■ YOUR OBJECTIVE: If a line in the data below contains "BreakEven", copy it.

Content starts

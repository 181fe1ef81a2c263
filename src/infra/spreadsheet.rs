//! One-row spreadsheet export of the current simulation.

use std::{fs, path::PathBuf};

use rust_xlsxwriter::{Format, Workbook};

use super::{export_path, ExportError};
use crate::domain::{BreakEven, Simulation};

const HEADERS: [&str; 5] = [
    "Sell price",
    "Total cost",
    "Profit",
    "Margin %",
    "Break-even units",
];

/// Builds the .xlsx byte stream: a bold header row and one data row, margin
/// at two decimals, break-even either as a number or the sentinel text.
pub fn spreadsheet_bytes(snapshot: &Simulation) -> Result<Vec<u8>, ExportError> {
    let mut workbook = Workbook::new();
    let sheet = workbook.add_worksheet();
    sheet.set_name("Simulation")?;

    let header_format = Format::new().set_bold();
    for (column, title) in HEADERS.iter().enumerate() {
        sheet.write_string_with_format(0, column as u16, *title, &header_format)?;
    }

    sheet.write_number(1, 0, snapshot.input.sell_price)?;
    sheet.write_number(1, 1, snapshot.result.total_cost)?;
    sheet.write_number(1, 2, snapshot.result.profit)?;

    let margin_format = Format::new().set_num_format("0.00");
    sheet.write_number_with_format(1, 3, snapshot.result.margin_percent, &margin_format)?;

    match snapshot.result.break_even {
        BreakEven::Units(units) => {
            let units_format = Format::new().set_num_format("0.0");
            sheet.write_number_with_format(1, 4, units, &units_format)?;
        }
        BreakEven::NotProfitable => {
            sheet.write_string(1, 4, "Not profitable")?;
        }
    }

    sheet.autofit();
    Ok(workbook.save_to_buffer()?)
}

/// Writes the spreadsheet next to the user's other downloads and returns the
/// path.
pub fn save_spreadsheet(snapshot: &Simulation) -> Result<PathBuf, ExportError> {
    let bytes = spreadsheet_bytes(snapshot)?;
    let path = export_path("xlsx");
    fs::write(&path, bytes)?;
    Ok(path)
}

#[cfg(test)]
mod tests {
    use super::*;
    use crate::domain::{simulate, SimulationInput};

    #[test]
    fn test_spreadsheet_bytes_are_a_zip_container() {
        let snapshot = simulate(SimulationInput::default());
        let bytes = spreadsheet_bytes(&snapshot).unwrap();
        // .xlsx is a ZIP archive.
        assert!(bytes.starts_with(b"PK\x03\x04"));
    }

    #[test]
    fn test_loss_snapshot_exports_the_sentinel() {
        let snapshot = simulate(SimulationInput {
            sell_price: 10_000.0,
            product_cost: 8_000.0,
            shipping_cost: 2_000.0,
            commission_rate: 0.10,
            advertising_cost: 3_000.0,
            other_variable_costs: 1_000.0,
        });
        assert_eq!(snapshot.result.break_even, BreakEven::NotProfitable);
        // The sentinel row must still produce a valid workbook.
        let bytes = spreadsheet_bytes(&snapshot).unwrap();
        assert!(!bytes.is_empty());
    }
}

Content ends
Content starts

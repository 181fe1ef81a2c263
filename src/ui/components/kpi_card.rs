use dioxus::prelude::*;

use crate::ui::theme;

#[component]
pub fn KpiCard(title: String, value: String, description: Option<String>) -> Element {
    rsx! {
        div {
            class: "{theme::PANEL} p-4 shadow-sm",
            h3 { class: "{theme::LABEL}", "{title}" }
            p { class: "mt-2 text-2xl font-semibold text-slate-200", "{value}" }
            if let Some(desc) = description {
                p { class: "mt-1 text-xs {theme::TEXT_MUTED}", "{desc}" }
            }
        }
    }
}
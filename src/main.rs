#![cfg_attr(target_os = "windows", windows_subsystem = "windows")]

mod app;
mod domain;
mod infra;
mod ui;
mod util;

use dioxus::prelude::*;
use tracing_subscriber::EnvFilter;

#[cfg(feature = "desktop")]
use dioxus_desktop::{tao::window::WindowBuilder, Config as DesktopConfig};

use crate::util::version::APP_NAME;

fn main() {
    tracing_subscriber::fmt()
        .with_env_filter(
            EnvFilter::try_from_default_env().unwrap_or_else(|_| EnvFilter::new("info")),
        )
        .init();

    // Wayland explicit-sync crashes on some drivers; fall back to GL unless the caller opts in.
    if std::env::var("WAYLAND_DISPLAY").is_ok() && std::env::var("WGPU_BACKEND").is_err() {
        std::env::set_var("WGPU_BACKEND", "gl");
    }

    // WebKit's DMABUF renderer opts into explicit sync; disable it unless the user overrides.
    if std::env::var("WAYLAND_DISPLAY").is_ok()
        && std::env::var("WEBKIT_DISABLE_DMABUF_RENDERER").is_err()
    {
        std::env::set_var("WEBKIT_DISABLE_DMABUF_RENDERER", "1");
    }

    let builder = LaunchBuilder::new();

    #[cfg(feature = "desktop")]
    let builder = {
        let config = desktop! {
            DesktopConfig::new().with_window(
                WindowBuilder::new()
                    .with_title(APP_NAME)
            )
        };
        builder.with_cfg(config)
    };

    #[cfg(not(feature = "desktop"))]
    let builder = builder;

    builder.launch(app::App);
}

Content ends

■ THE COMPLETED TASK:
use crate::domain::{BreakEven, Simulation};
        BreakEven::Units(units) => {
        BreakEven::NotProfitable => {
        assert_eq!(snapshot.result.break_even, BreakEven::NotProfitable);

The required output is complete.